'''

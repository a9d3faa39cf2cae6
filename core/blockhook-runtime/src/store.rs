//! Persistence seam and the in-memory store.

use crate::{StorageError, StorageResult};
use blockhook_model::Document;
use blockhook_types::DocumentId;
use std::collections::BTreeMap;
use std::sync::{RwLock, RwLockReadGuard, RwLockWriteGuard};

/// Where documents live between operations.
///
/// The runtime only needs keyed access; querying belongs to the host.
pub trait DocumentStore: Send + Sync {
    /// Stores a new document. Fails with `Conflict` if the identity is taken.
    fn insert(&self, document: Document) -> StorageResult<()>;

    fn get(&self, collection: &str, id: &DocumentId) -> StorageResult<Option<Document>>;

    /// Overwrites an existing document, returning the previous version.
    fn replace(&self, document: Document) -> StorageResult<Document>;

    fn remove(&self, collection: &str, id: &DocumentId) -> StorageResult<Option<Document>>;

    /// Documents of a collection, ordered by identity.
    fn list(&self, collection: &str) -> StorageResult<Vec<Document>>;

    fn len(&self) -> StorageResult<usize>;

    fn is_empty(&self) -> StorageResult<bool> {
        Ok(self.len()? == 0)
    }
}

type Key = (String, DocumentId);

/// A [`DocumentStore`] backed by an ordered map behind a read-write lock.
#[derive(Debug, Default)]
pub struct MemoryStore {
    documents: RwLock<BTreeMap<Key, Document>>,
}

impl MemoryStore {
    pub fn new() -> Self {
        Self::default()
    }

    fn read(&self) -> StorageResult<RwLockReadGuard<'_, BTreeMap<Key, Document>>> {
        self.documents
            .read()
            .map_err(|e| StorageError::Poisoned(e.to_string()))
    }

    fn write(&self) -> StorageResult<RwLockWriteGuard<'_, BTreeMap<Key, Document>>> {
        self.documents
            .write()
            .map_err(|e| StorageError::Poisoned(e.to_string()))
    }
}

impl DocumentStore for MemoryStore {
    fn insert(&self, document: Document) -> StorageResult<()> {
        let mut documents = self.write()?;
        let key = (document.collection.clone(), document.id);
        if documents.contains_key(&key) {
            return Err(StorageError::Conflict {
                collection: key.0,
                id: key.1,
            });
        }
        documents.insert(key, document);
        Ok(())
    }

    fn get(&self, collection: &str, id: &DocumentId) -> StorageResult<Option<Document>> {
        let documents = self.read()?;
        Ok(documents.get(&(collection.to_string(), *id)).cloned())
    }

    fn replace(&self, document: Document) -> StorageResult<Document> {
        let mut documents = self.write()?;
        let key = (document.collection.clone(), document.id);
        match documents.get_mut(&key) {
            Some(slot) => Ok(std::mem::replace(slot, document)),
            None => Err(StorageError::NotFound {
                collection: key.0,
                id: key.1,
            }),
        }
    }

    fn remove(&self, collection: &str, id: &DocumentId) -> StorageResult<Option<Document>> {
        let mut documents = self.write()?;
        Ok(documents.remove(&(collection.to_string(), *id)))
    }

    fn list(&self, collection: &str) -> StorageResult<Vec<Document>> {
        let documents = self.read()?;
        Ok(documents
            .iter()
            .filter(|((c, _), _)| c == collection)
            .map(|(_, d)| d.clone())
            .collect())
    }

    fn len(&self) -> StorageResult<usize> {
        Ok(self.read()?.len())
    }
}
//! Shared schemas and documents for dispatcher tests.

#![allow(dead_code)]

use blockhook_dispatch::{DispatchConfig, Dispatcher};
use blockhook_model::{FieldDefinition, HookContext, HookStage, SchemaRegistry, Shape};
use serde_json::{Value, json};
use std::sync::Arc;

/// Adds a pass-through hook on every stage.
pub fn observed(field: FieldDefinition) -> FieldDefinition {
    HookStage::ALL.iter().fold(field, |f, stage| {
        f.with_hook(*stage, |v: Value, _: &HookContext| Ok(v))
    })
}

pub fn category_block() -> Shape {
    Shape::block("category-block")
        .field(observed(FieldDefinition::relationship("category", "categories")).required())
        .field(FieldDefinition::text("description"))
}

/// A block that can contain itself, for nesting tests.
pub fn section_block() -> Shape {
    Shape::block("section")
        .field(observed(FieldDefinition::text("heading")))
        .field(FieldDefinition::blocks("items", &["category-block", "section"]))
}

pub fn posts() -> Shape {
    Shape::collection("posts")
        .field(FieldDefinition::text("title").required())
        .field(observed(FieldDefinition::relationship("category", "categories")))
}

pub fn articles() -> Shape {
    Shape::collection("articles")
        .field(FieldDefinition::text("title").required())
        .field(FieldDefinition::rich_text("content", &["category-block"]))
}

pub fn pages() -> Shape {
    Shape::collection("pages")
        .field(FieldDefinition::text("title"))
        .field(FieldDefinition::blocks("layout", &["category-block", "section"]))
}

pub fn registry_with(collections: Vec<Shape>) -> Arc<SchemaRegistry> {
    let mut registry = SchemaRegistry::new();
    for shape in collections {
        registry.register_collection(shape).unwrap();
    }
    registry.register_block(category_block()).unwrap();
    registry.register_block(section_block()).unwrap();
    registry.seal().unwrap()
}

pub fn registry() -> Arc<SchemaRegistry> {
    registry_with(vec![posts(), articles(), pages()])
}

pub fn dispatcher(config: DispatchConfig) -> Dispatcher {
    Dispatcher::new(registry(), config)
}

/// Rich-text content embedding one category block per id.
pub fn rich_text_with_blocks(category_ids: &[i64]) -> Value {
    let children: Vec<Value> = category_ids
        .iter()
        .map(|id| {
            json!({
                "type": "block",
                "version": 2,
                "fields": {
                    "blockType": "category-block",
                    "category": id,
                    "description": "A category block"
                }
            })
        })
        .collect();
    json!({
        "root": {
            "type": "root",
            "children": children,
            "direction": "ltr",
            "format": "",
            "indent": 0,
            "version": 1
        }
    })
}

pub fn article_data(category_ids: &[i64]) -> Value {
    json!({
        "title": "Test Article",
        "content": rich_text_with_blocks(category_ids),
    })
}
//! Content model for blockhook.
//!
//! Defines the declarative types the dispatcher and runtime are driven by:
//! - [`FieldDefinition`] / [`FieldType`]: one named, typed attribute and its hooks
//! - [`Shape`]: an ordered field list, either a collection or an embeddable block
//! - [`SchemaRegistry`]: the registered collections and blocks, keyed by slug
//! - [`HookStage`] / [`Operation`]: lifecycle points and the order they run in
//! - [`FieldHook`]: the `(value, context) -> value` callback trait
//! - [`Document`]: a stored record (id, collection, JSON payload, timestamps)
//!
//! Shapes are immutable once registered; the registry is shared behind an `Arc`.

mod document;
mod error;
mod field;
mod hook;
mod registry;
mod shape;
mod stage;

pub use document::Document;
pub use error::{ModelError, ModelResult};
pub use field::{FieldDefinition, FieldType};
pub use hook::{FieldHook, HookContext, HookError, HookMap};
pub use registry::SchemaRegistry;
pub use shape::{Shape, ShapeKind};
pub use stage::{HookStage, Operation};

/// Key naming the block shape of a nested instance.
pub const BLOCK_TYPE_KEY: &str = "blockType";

'''

- Aim of the task -
Reproduce the material above. Do not change a word.

- Output for this task -
repository a9d3faa39cf2cae6
filename core/blockhook-runtime/src/store.rs
//! Persistence seam and the in-memory store.

use crate::{StorageError, StorageResult};
use blockhook_model::Document;
use blockhook_types::DocumentId;
use std::collections::BTreeMap;
use std::sync::{RwLock, RwLockReadGuard, RwLockWriteGuard};

/// Where documents live between operations.
///
/// The runtime only needs keyed access; querying belongs to the host.
pub trait DocumentStore: Send + Sync {
    /// Stores a new document. Fails with `Conflict` if the identity is taken.
    fn insert(&self, document: Document) -> StorageResult<()>;

    fn get(&self, collection: &str, id: &DocumentId) -> StorageResult<Option<Document>>;

    /// Overwrites an existing document, returning the previous version.
    fn replace(&self, document: Document) -> StorageResult<Document>;

    fn remove(&self, collection: &str, id: &DocumentId) -> StorageResult<Option<Document>>;

    /// Documents of a collection, ordered by identity.
    fn list(&self, collection: &str) -> StorageResult<Vec<Document>>;

    fn len(&self) -> StorageResult<usize>;

    fn is_empty(&self) -> StorageResult<bool> {
        Ok(self.len()? == 0)
    }
}

type Key = (String, DocumentId);

/// A [`DocumentStore`] backed by an ordered map behind a read-write lock.
#[derive(Debug, Default)]
pub struct MemoryStore {
    documents: RwLock<BTreeMap<Key, Document>>,
}

impl MemoryStore {
    pub fn new() -> Self {
        Self::default()
    }

    fn read(&self) -> StorageResult<RwLockReadGuard<'_, BTreeMap<Key, Document>>> {
        self.documents
            .read()
            .map_err(|e| StorageError::Poisoned(e.to_string()))
    }

    fn write(&self) -> StorageResult<RwLockWriteGuard<'_, BTreeMap<Key, Document>>> {
        self.documents
            .write()
            .map_err(|e| StorageError::Poisoned(e.to_string()))
    }
}

impl DocumentStore for MemoryStore {
    fn insert(&self, document: Document) -> StorageResult<()> {
        let mut documents = self.write()?;
        let key = (document.collection.clone(), document.id);
        if documents.contains_key(&key) {
            return Err(StorageError::Conflict {
                collection: key.0,
                id: key.1,
            });
        }
        documents.insert(key, document);
        Ok(())
    }

    fn get(&self, collection: &str, id: &DocumentId) -> StorageResult<Option<Document>> {
        let documents = self.read()?;
        Ok(documents.get(&(collection.to_string(), *id)).cloned())
    }

    fn replace(&self, document: Document) -> StorageResult<Document> {
        let mut documents = self.write()?;
        let key = (document.collection.clone(), document.id);
        match documents.get_mut(&key) {
            Some(slot) => Ok(std::mem::replace(slot, document)),
            None => Err(StorageError::NotFound {
                collection: key.0,
                id: key.1,
            }),
        }
    }

    fn remove(&self, collection: &str, id: &DocumentId) -> StorageResult<Option<Document>> {
        let mut documents = self.write()?;
        Ok(documents.remove(&(collection.to_string(), *id)))
    }

    fn list(&self, collection: &str) -> StorageResult<Vec<Document>> {
        let documents = self.read()?;
        Ok(documents
            .iter()
            .filter(|((c, _), _)| c == collection)
            .map(|(_, d)| d.clone())
            .collect())
    }

    fn len(&self) -> StorageResult<usize> {
        Ok(self.read()?.len())
    }
}
//! Shared schemas and documents for dispatcher tests.

#![allow(dead_code)]

use blockhook_dispatch::{DispatchConfig, Dispatcher};
use blockhook_model::{FieldDefinition, HookContext, HookStage, SchemaRegistry, Shape};
use serde_json::{Value, json};
use std::sync::Arc;

/// Adds a pass-through hook on every stage.
pub fn observed(field: FieldDefinition) -> FieldDefinition {
    HookStage::ALL.iter().fold(field, |f, stage| {
        f.with_hook(*stage, |v: Value, _: &HookContext| Ok(v))
    })
}

pub fn category_block() -> Shape {
    Shape::block("category-block")
        .field(observed(FieldDefinition::relationship("category", "categories")).required())
        .field(FieldDefinition::text("description"))
}

/// A block that can contain itself, for nesting tests.
pub fn section_block() -> Shape {
    Shape::block("section")
        .field(observed(FieldDefinition::text("heading")))
        .field(FieldDefinition::blocks("items", &["category-block", "section"]))
}

pub fn posts() -> Shape {
    Shape::collection("posts")
        .field(FieldDefinition::text("title").required())
        .field(observed(FieldDefinition::relationship("category", "categories")))
}

pub fn articles() -> Shape {
    Shape::collection("articles")
        .field(FieldDefinition::text("title").required())
        .field(FieldDefinition::rich_text("content", &["category-block"]))
}

pub fn pages() -> Shape {
    Shape::collection("pages")
        .field(FieldDefinition::text("title"))
        .field(FieldDefinition::blocks("layout", &["category-block", "section"]))
}

pub fn registry_with(collections: Vec<Shape>) -> Arc<SchemaRegistry> {
    let mut registry = SchemaRegistry::new();
    for shape in collections {
        registry.register_collection(shape).unwrap();
    }
    registry.register_block(category_block()).unwrap();
    registry.register_block(section_block()).unwrap();
    registry.seal().unwrap()
}

pub fn registry() -> Arc<SchemaRegistry> {
    registry_with(vec![posts(), articles(), pages()])
}

pub fn dispatcher(config: DispatchConfig) -> Dispatcher {
    Dispatcher::new(registry(), config)
}

/// Rich-text content embedding one category block per id.
pub fn rich_text_with_blocks(category_ids: &[i64]) -> Value {
    let children: Vec<Value> = category_ids
        .iter()
        .map(|id| {
            json!({
                "type": "block",
                "version": 2,
                "fields": {
                    "blockType": "category-block",
                    "category": id,
                    "description": "A category block"
                }
            })
        })
        .collect();
    json!({
        "root": {
            "type": "root",
            "children": children,
            "direction": "ltr",
            "format": "",
            "indent": 0,
            "version": 1
        }
    })
}

pub fn article_data(category_ids: &[i64]) -> Value {
    json!({
        "title": "Test Article",
        "content": rich_text_with_blocks(category_ids),
    })
}
//! Content model for blockhook.
//!
//! Defines the declarative types the dispatcher and runtime are driven by:
//! - [`FieldDefinition`] / [`FieldType`]: one named, typed attribute and its hooks
//! - [`Shape`]: an ordered field list, either a collection or an embeddable block
//! - [`SchemaRegistry`]: the registered collections and blocks, keyed by slug
//! - [`HookStage`] / [`Operation`]: lifecycle points and the order they run in
//! - [`FieldHook`]: the `(value, context) -> value` callback trait
//! - [`Document`]: a stored record (id, collection, JSON payload, timestamps)
//!
//! Shapes are immutable once registered; the registry is shared behind an `Arc`.

mod document;
mod error;
mod field;
mod hook;
mod registry;
mod shape;
mod stage;

pub use document::Document;
pub use error::{ModelError, ModelResult};
pub use field::{FieldDefinition, FieldType};
pub use hook::{FieldHook, HookContext, HookError, HookMap};
pub use registry::SchemaRegistry;
pub use shape::{Shape, ShapeKind};
pub use stage::{HookStage, Operation};

/// Key naming the block shape of a nested instance.
pub const BLOCK_TYPE_KEY: &str = "blockType";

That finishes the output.